Lieutenant-Colonel Percy William Woods (8 November 1885 – 5 January 1937) was a decorated Australian army officer of the First World War.

Woods was born in Sydney, New South Wales, the son of Frederick Woods of London and Isabel (née England) of Melbourne. In September 1914, Woods enlisted as a private in the Australian Imperial Force. He served in Egypt and was mentioned in dispatches.

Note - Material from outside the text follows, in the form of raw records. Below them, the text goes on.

//! The persisted demonstration schema.

use std::collections::BTreeMap;

use serde::{Deserialize, Serialize};

use percept_types::CameraCalibration;
use placement_types::{MeshReference, PerRole, PointCloud, RigidPose};

/// One labeled relational-placement demonstration.
///
/// Immutable once built: a record captures exactly what was observed and
/// accepted for a single successful trial. The child's final cloud is the
/// start cloud rigidly transformed by the accepted relative transform;
/// the parent's final cloud equals its start cloud.
#[derive(Debug, Clone, PartialEq, Serialize, Deserialize)]
pub struct DemoRecord {
    /// Aggregate success flag (always true for persisted records).
    pub success: bool,
    /// Object class names per role.
    pub object_classes: PerRole<String>,
    /// Fused start clouds per role, world coordinates.
    pub start_clouds: PerRole<PointCloud>,
    /// Final clouds per role.
    pub final_clouds: PerRole<PointCloud>,
    /// Start poses per role.
    pub start_poses: PerRole<RigidPose>,
    /// Final poses per role.
    pub final_poses: PerRole<RigidPose>,
    /// Calibration of every camera that contributed to the clouds.
    pub cameras: Vec<CameraCalibration>,
    /// Mesh asset references and scale vectors per role.
    pub meshes: PerRole<MeshReference>,
    /// The accepted relative transform.
    pub relative_transform: RigidPose,
    /// Auxiliary part-pose metadata from the relation proposer, opaque to
    /// the validation pipeline.
    pub part_poses: BTreeMap<String, RigidPose>,
}

#[cfg(test)]
#[allow(clippy::unwrap_used, clippy::expect_used)]
mod tests {
    use super::*;
    use nalgebra::Point3;
    use placement_types::ObjectClass;

    fn sample_record() -> DemoRecord {
        let start_child = PointCloud::from_points(vec![Point3::new(0.0, 0.0, 0.1)]);
        let relative = RigidPose::from_position(Point3::new(0.0, 0.0, 0.05));
        DemoRecord {
            success: true,
            object_classes: PerRole::new(
                ObjectClass::Rack.as_str().to_owned(),
                ObjectClass::Mug.as_str().to_owned(),
            ),
            start_clouds: PerRole::new(PointCloud::new(), start_child.clone()),
            final_clouds: PerRole::new(PointCloud::new(), start_child.transformed(&relative)),
            start_poses: PerRole::new(RigidPose::identity(), RigidPose::identity()),
            final_poses: PerRole::new(RigidPose::identity(), relative),
            cameras: Vec::new(),
            meshes: PerRole::new(
                MeshReference::uniform("rack.obj", 1.0),
                MeshReference::uniform("mug.obj", 0.3),
            ),
            relative_transform: relative,
            part_poses: BTreeMap::new(),
        }
    }

    #[test]
    fn test_json_round_trip() {
        let record = sample_record();
        let json = serde_json::to_string(&record).unwrap();
        let back: DemoRecord = serde_json::from_str(&json).unwrap();
        assert_eq!(back, record);
    }

    #[test]
    fn test_child_final_cloud_is_transformed_start() {
        let record = sample_record();
        let expected = record
            .start_clouds
            .child
            .transformed(&record.relative_transform);
        assert_eq!(record.final_clouds.child, expected);
    }
}
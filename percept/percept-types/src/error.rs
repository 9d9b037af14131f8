//! Error types for sensing data.

use thiserror::Error;

/// Errors from sensing capture and buffer validation.
#[derive(Debug, Error)]
pub enum PerceptError {
    /// A buffer's length does not match the frame header.
    #[error("buffer shape mismatch in {buffer}: expected {expected} elements, got {actual}")]
    BufferShapeMismatch {
        /// Which buffer is malformed.
        buffer: &'static str,
        /// Expected element count.
        expected: usize,
        /// Actual element count.
        actual: usize,
    },

    /// A camera failed to deliver a frame.
    #[error("capture failed: {reason}")]
    CaptureFailed {
        /// Description of the failure.
        reason: String,
    },
}

impl PerceptError {
    /// Creates a capture-failure error.
    #[must_use]
    pub fn capture_failed(reason: impl Into<String>) -> Self {
        Self::CaptureFailed {
            reason: reason.into(),
        }
    }
}

/// Result type for sensing operations.
pub type Result<T> = std::result::Result<T, PerceptError>;

#[cfg(test)]
#[allow(clippy::unwrap_used, clippy::expect_used)]
mod tests {
    use super::*;

    #[test]
    fn test_display() {
        let err = PerceptError::BufferShapeMismatch {
            buffer: "depth",
            expected: 4,
            actual: 3,
        };
        assert!(err.to_string().contains("depth"));
        assert!(PerceptError::capture_failed("camera 2 timed out")
            .to_string()
            .contains("camera 2"));
    }
}
//! Error types for point-cloud fusion.

use placement_types::ObjectRole;
use thiserror::Error;

/// Errors from multi-view fusion.
#[derive(Debug, Error, Clone, PartialEq)]
pub enum FusionError {
    /// The object was not visible in any camera.
    ///
    /// Trials with a missing observation are skipped before any transform
    /// is composed; they count as neither success nor failure.
    #[error("empty observation: {role} object visible in no camera")]
    EmptyObservation {
        /// Which object is missing.
        role: ObjectRole,
    },

    /// Outlier radius was not a positive finite value.
    #[error("invalid outlier radius: {radius}")]
    InvalidRadius {
        /// The offending radius.
        radius: f64,
    },
}

/// Result type for fusion operations.
pub type Result<T> = std::result::Result<T, FusionError>;

#[cfg(test)]
#[allow(clippy::unwrap_used, clippy::expect_used)]
mod tests {
    use super::*;

    #[test]
    fn test_display_names_role() {
        let err = FusionError::EmptyObservation {
            role: ObjectRole::Parent,
        };
        assert!(err.to_string().contains("parent"));
    }
}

In February 1916, Woods was transferred to the 55th Battalion of the Australian Army. For his courage at the Battle of Fromelles in July 1916, he was awarded the Military Cross in the 1917 New Year Honours. He was promoted to Lieutenant-Colonel and was awarded the Distinguished Service Order in the 1918 New Year Honours for his leadership during the capture of Doignies, France.

Upon returning home, he worked as a clothing manufacturer, but gassing from the war left him disabled by pulmonary fibrosis. In 1932, he applied for disability benefits, which were denied by the Repatriation Commission "on the ground that his ill health was not due to war service." He appealed this decision, and multiple witnesses testified that Woods had been gassed on three occasions and yet had refused evacuation from the front line. His appeal was accepted and he was granted a pension, which was increased in 1933 when he became totally incapacitated.

Woods died in Sydney of cerebrovascular disease in 1937. Among the mourners at his service were 42 members of the 55th Battalion.